_About this exercise:_ Can you print every record below exactly as written?

_Task material:_
>>>

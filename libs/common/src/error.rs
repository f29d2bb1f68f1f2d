//! Custom error types for the common library
//!
//! This module defines the error taxonomy of the platform client. Every
//! remote call made by the workspace ends up in one of these variants.

pub use reqwest::StatusCode;
use serde::Deserialize;
use thiserror::Error;

/// Code the table API returns when a single-row request matched no row
pub const NO_ROWS_CODE: &str = "PGRST116";

/// Custom error type for platform operations
#[derive(Error, Debug)]
pub enum PlatformError {
    /// Configuration error
    #[error("Platform configuration error: {0}")]
    Configuration(String),

    /// Error occurred while talking to the platform
    #[error("Platform connection error: {0}")]
    Http(#[from] reqwest::Error),

    /// The platform answered with a non-success status
    #[error("Platform error ({status}): {message}")]
    Api {
        status: StatusCode,
        code: Option<String>,
        message: String,
    },

    /// A single-row lookup matched nothing
    #[error("Row not found in {0}")]
    NotFound(String),

    /// A single-row lookup matched more than one row
    #[error("Expected a single row from {0}, got several")]
    MultipleRows(String),

    /// The response body did not have the expected shape
    #[error("Failed to decode platform response: {0}")]
    Decode(#[from] serde_json::Error),

    /// Realtime channel failure
    #[error("Realtime error: {0}")]
    Realtime(String),
}

impl PlatformError {
    /// True when the error means "no such row" rather than a failure
    pub fn is_not_found(&self) -> bool {
        match self {
            PlatformError::NotFound(_) => true,
            PlatformError::Api { code, .. } => code.as_deref() == Some(NO_ROWS_CODE),
            _ => false,
        }
    }

    /// Build an `Api` error from a status and a raw response body
    ///
    /// The table API, the session API and the storage API each use their own
    /// error body; all of them are folded into `code` + `message`.
    pub fn from_response(status: StatusCode, body: &str) -> Self {
        let parsed: Option<ErrorBody> = serde_json::from_str(body).ok();

        let (code, message) = match parsed {
            Some(body) => {
                let code = body
                    .code
                    .map(|c| match c {
                        serde_json::Value::String(s) => s,
                        other => other.to_string(),
                    })
                    .or(body.error_code);
                let message = body
                    .message
                    .or(body.msg)
                    .or(body.error_description)
                    .or(body.error)
                    .unwrap_or_else(|| default_message(status));
                (code, message)
            }
            None if body.trim().is_empty() => (None, default_message(status)),
            None => (None, body.trim().to_string()),
        };

        PlatformError::Api {
            status,
            code,
            message,
        }
    }
}

fn default_message(status: StatusCode) -> String {
    status
        .canonical_reason()
        .unwrap_or("Unknown error")
        .to_string()
}

#[derive(Deserialize)]
struct ErrorBody {
    code: Option<serde_json::Value>,
    error_code: Option<String>,
    message: Option<String>,
    msg: Option<String>,
    error: Option<String>,
    error_description: Option<String>,
}

/// Type alias for Result with PlatformError
pub type PlatformResult<T> = Result<T, PlatformError>;

#[cfg(test)]
mod tests {
    use super::*;

    #[test]
    fn test_table_api_error_body() {
        let err = PlatformError::from_response(
            StatusCode::NOT_ACCEPTABLE,
            r#"{"code":"PGRST116","details":"The result contains 0 rows","hint":null,"message":"JSON object requested, multiple (or no) rows returned"}"#,
        );

        assert!(err.is_not_found());
        match err {
            PlatformError::Api { code, message, .. } => {
                assert_eq!(code.as_deref(), Some("PGRST116"));
                assert!(message.starts_with("JSON object requested"));
            }
            other => panic!("unexpected error: {other:?}"),
        }
    }

    #[test]
    fn test_session_api_error_body() {
        let err = PlatformError::from_response(
            StatusCode::BAD_REQUEST,
            r#"{"error":"invalid_grant","error_description":"Invalid login credentials"}"#,
        );

        assert!(!err.is_not_found());
        assert_eq!(
            err.to_string(),
            "Platform error (400 Bad Request): Invalid login credentials"
        );
    }

    #[test]
    fn test_numeric_code_and_msg() {
        let err = PlatformError::from_response(
            StatusCode::UNPROCESSABLE_ENTITY,
            r#"{"code":422,"msg":"Password should be at least 6 characters"}"#,
        );

        match err {
            PlatformError::Api { code, message, .. } => {
                assert_eq!(code.as_deref(), Some("422"));
                assert_eq!(message, "Password should be at least 6 characters");
            }
            other => panic!("unexpected error: {other:?}"),
        }
    }

    #[test]
    fn test_empty_body_uses_reason_phrase() {
        let err = PlatformError::from_response(StatusCode::UNAUTHORIZED, "");
        assert_eq!(err.to_string(), "Platform error (401 Unauthorized): Unauthorized");
    }
}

<<<

_Finished task:_
filename libs/common/src/error.rs
repository f29d2bb1f68f1f2d
//! Custom error types for the common library
//!
//! This module defines the error taxonomy of the platform client. Every
//! remote call made by the workspace ends up in one of these variants.

pub use reqwest::StatusCode;
use serde::Deserialize;
use thiserror::Error;

/// Code the table API returns when a single-row request matched no row
pub const NO_ROWS_CODE: &str = "PGRST116";

/// Custom error type for platform operations
#[derive(Error, Debug)]
pub enum PlatformError {
    /// Configuration error
    #[error("Platform configuration error: {0}")]
    Configuration(String),

    /// Error occurred while talking to the platform
    #[error("Platform connection error: {0}")]
    Http(#[from] reqwest::Error),

    /// The platform answered with a non-success status
    #[error("Platform error ({status}): {message}")]
    Api {
        status: StatusCode,
        code: Option<String>,
        message: String,
    },

    /// A single-row lookup matched nothing
    #[error("Row not found in {0}")]
    NotFound(String),

    /// A single-row lookup matched more than one row
    #[error("Expected a single row from {0}, got several")]
    MultipleRows(String),

    /// The response body did not have the expected shape
    #[error("Failed to decode platform response: {0}")]
    Decode(#[from] serde_json::Error),

    /// Realtime channel failure
    #[error("Realtime error: {0}")]
    Realtime(String),
}

impl PlatformError {
    /// True when the error means "no such row" rather than a failure
    pub fn is_not_found(&self) -> bool {
        match self {
            PlatformError::NotFound(_) => true,
            PlatformError::Api { code, .. } => code.as_deref() == Some(NO_ROWS_CODE),
            _ => false,
        }
    }

    /// Build an `Api` error from a status and a raw response body
    ///
    /// The table API, the session API and the storage API each use their own
    /// error body; all of them are folded into `code` + `message`.
    pub fn from_response(status: StatusCode, body: &str) -> Self {
        let parsed: Option<ErrorBody> = serde_json::from_str(body).ok();

        let (code, message) = match parsed {
            Some(body) => {
                let code = body
                    .code
                    .map(|c| match c {
                        serde_json::Value::String(s) => s,
                        other => other.to_string(),
                    })
                    .or(body.error_code);
                let message = body
                    .message
                    .or(body.msg)
                    .or(body.error_description)
                    .or(body.error)
                    .unwrap_or_else(|| default_message(status));
                (code, message)
            }
            None if body.trim().is_empty() => (None, default_message(status)),
            None => (None, body.trim().to_string()),
        };

        PlatformError::Api {
            status,
            code,
            message,
        }
    }
}

fn default_message(status: StatusCode) -> String {
    status
        .canonical_reason()
        .unwrap_or("Unknown error")
        .to_string()
}

#[derive(Deserialize)]
struct ErrorBody {
    code: Option<serde_json::Value>,
    error_code: Option<String>,
    message: Option<String>,
    msg: Option<String>,
    error: Option<String>,
    error_description: Option<String>,
}

/// Type alias for Result with PlatformError
pub type PlatformResult<T> = Result<T, PlatformError>;

#[cfg(test)]
mod tests {
    use super::*;

    #[test]
    fn test_table_api_error_body() {
        let err = PlatformError::from_response(
            StatusCode::NOT_ACCEPTABLE,
            r#"{"code":"PGRST116","details":"The result contains 0 rows","hint":null,"message":"JSON object requested, multiple (or no) rows returned"}"#,
        );

        assert!(err.is_not_found());
        match err {
            PlatformError::Api { code, message, .. } => {
                assert_eq!(code.as_deref(), Some("PGRST116"));
                assert!(message.starts_with("JSON object requested"));
            }
            other => panic!("unexpected error: {other:?}"),
        }
    }

    #[test]
    fn test_session_api_error_body() {
        let err = PlatformError::from_response(
            StatusCode::BAD_REQUEST,
            r#"{"error":"invalid_grant","error_description":"Invalid login credentials"}"#,
        );

        assert!(!err.is_not_found());
        assert_eq!(
            err.to_string(),
            "Platform error (400 Bad Request): Invalid login credentials"
        );
    }

    #[test]
    fn test_numeric_code_and_msg() {
        let err = PlatformError::from_response(
            StatusCode::UNPROCESSABLE_ENTITY,
            r#"{"code":422,"msg":"Password should be at least 6 characters"}"#,
        );

        match err {
            PlatformError::Api { code, message, .. } => {
                assert_eq!(code.as_deref(), Some("422"));
                assert_eq!(message, "Password should be at least 6 characters");
            }
            other => panic!("unexpected error: {other:?}"),
        }
    }

    #[test]
    fn test_empty_body_uses_reason_phrase() {
        let err = PlatformError::from_response(StatusCode::UNAUTHORIZED, "");
        assert_eq!(err.to_string(), "Platform error (401 Unauthorized): Unauthorized");
    }
}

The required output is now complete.